**What to do**
Say how many lines in the entries hold the string "remote", giving the number by itself.
*** Data shown ***
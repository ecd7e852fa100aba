//! # Declarative
//!
//! A schema-driven engine for declarative resource reconciliation.
//!
//! Callers declare the desired configuration of remote resources. The
//! engine plans the state each resource should reach, reconciles it
//! against a remote control plane, and records what the remote
//! reports back.
//!
//! ## Core Concepts
//!
//! - **AttributeValue**: A dynamically typed value that may be unknown until apply
//! - **ResourceSchema**: Declared attributes and nested blocks of a resource kind
//! - **SchemaRegistry**: The resource kinds an engine can manage
//! - **Planner**: Computes the planned state from prior state and desired config
//! - **Reconciler**: Issues the create, update or delete a planned state needs
//! - **Importer**: Adopts existing remote resources and refreshes recorded ones
//!
//! ## Example
//!
//! ```ignore
//! use declarative::{
//!     CancelToken, PlanRequest, Reconciler, SchemaRegistry, plan,
//! };
//!
//! let mut registry = SchemaRegistry::new();
//! registry.register(VaultCluster::new())?;
//!
//! let planned = plan(&PlanRequest {
//!     kind: "vault_cluster",
//!     schema: registry.lookup("vault_cluster")?,
//!     prior_state: None,
//!     desired_config: &config,
//! })?;
//!
//! let reconciled = Reconciler::new(&registry, &remote)
//!     .reconcile(None, Some(&planned.planned_state), &CancelToken::new())?;
//! ```
//!
//! ## Provider Traits
//!
//! - [`Remote`]: The remote control plane
//! - [`ResourceKind`]: A kind's schema and native mapping
//! - [`ProgressCallback`]: Receives progress updates
//! - [`ConfirmCallback`]: Handles user confirmations

pub mod codec;
pub mod context;
pub mod diff;
pub mod error;
pub mod executor;
pub mod importer;
pub mod planner;
pub mod reconciler;
pub mod registry;
pub mod remote;
pub mod schema;
pub mod types;
pub mod value;

#[cfg(test)]
mod testing;

// Re-export main types at crate root
pub use codec::{NativeObject, from_native, to_native};
pub use context::{AutoConfirm, AutoDecline, ConfirmCallback, NoProgress, ProgressCallback};
pub use diff::{
    AttributeChange, DiffSummary, ResourceDiff, compute_diffs, diff_attributes, diff_states,
    group_by_kind,
};
pub use error::{Error, ErrorCategory, Result};
pub use executor::{ExecutionOutcome, execute};
pub use importer::Importer;
pub use planner::{ExecutionPlan, PlanRequest, PlanResult, ResourceChange, plan, plan_change};
pub use reconciler::{Action, Reconciled, Reconciler, merge_attributes};
pub use registry::{ResourceKind, SchemaRegistry};
pub use remote::{CancelToken, Created, Remote, RemoteError, RemoteResult};
pub use schema::{
    AttributeSpec, BlockShape, BlockSpec, ID_ATTRIBUTE, Nesting, ResourceSchema, Role, Selection,
    ValueType,
};
pub use types::{
    ApplyResult, Diagnostic, ExecuteOptions, ExecuteSummary, ResourceAddress, ResourceState,
};
pub use value::{
    AttributePath, AttributeValue, Attributes, FromAttribute, IntoAttribute, PathStep, Scalar,
    get_as,
};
***
**Solution for this task**
7